## Exercise description
Each record below should be repeated precisely as written.

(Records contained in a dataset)
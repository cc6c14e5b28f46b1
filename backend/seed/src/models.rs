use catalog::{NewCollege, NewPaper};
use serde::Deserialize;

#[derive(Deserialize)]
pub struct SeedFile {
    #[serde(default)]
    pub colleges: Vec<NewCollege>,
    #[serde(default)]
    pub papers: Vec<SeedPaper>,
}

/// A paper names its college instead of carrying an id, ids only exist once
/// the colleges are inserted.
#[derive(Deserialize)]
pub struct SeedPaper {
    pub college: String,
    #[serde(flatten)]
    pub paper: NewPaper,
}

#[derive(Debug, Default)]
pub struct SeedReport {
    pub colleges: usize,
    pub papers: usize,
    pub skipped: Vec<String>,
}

## Response area
repository cc6c14e5b28f46b1
filename backend/seed/src/models.rs
use catalog::{NewCollege, NewPaper};
use serde::Deserialize;

#[derive(Deserialize)]
pub struct SeedFile {
    #[serde(default)]
    pub colleges: Vec<NewCollege>,
    #[serde(default)]
    pub papers: Vec<SeedPaper>,
}

/// A paper names its college instead of carrying an id, ids only exist once
/// the colleges are inserted.
#[derive(Deserialize)]
pub struct SeedPaper {
    pub college: String,
    #[serde(flatten)]
    pub paper: NewPaper,
}

#[derive(Debug, Default)]
pub struct SeedReport {
    pub colleges: usize,
    pub papers: usize,
    pub skipped: Vec<String>,
}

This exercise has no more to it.